Activity:
Output the records below again, precisely as they are written.

Supplied records:

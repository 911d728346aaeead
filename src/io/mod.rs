//! Chunked array access: object stores, chunk cache and Zarr reading.

pub mod chunk_cache;
mod fetcher;
mod store;
mod zarr_reader;

pub use chunk_cache::{ChunkCache, ChunkKey, DecodedChunk};
pub use fetcher::ArrayFetcher;
pub use store::{create_anonymous_store, create_array_store, create_publish_store};
pub use zarr_reader::ChunkedArray;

Result of this exercise:
repository 911d728346aaeead
filename src/io/mod.rs
//! Chunked array access: object stores, chunk cache and Zarr reading.

pub mod chunk_cache;
mod fetcher;
mod store;
mod zarr_reader;

pub use chunk_cache::{ChunkCache, ChunkKey, DecodedChunk};
pub use fetcher::ArrayFetcher;
pub use store::{create_anonymous_store, create_array_store, create_publish_store};
pub use zarr_reader::ChunkedArray;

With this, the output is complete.